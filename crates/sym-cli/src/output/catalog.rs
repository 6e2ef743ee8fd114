//! Text rendering for the `conditions` and `sessions` listings.

use std::fmt::Write;

use sym_core::entities::{Condition, SymptomSession};
use sym_core::responses::{ConditionProfile, SessionDetail};

use super::TextRender;

impl TextRender for Vec<Condition> {
    fn render_text(&self) -> String {
        if self.is_empty() {
            return "No conditions loaded".to_string();
        }
        let mut out = String::new();
        for condition in self {
            let _ = write!(out, "{} [{}]", condition.name, condition.emergency_level);
            if let Some(category) = &condition.category {
                let _ = write!(out, " {category}");
            }
            out.push('\n');
        }
        out.truncate(out.trim_end().len());
        out
    }
}

impl TextRender for ConditionProfile {
    fn render_text(&self) -> String {
        let c = &self.condition;
        let mut out = format!("{} (emergency level: {})", c.name, c.emergency_level);
        if let Some(description) = &c.description {
            let _ = write!(out, "\n  {description}");
        }
        out.push_str("\nSymptoms:");
        if self.symptoms.is_empty() {
            out.push_str(" none");
        }
        for symptom in &self.symptoms {
            let _ = write!(out, "\n  {} ({:.2})", symptom.name, symptom.strength);
        }
        out.push_str("\nRules:");
        if self.rules.is_empty() {
            out.push_str(" none");
        }
        for rule in &self.rules {
            let _ = write!(
                out,
                "\n  {} [{}] confidence {:.2}",
                rule.rule_name, rule.rule_type, rule.confidence
            );
        }
        out
    }
}

fn session_line(out: &mut String, session: &SymptomSession) {
    let state = if session.is_completed() { "completed" } else { "open" };
    let _ = write!(
        out,
        "#{} {} {} [{}] confidence {:.2}",
        session.id,
        session.created_at.format("%Y-%m-%d %H:%M:%S"),
        state,
        session.symptoms_input.join(", "),
        session.confidence
    );
}

impl TextRender for Vec<SymptomSession> {
    fn render_text(&self) -> String {
        if self.is_empty() {
            return "No sessions recorded".to_string();
        }
        let mut out = String::new();
        for (i, session) in self.iter().enumerate() {
            if i > 0 {
                out.push('\n');
            }
            session_line(&mut out, session);
        }
        out
    }
}

impl TextRender for SessionDetail {
    fn render_text(&self) -> String {
        let mut out = String::new();
        session_line(&mut out, &self.session);
        if let Some(urgency) = self.session.urgency {
            let _ = write!(out, "\n  urgency: {urgency}");
        }
        let _ = write!(out, "\n  predictions: {}", self.session.predictions);
        for call in &self.calls {
            let _ = write!(out, "\n  call {} {}", call.provider, call.endpoint);
            if let Some(ms) = call.response_time_ms {
                let _ = write!(out, " {ms}ms");
            }
        }
        out
    }
}

#[cfg(test)]
mod tests {
    use super::*;
    use chrono::Utc;
    use sym_core::enums::EmergencyLevel;
    use sym_core::responses::MappedSymptom;

    fn condition(name: &str) -> Condition {
        Condition {
            id: 1,
            name: name.to_string(),
            category: Some("respiratory".to_string()),
            emergency_level: EmergencyLevel::Medium,
            description: None,
            external_id: None,
            created_at: Utc::now(),
        }
    }

    #[test]
    fn condition_list_shows_level_and_category() {
        let text = vec![condition("Influenza")].render_text();
        assert_eq!(text, "Influenza [medium] respiratory");
    }

    #[test]
    fn profile_lists_symptoms_and_empty_rules() {
        let profile = ConditionProfile {
            condition: condition("Influenza"),
            symptoms: vec![MappedSymptom {
                name: "fever".to_string(),
                strength: 0.9,
            }],
            rules: Vec::new(),
        };
        let text = profile.render_text();
        assert!(text.contains("fever (0.90)"), "{text}");
        assert!(text.ends_with("Rules: none"), "{text}");
    }

    #[test]
    fn empty_session_list_says_so() {
        assert_eq!(Vec::<SymptomSession>::new().render_text(), "No sessions recorded");
    }
}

════════════════

Problem description: Filter the listing above for the string "strength" and copy every matching line.

Output for this task:
            let _ = write!(out, "\n  {} ({:.2})", symptom.name, symptom.strength);
                strength: 0.9,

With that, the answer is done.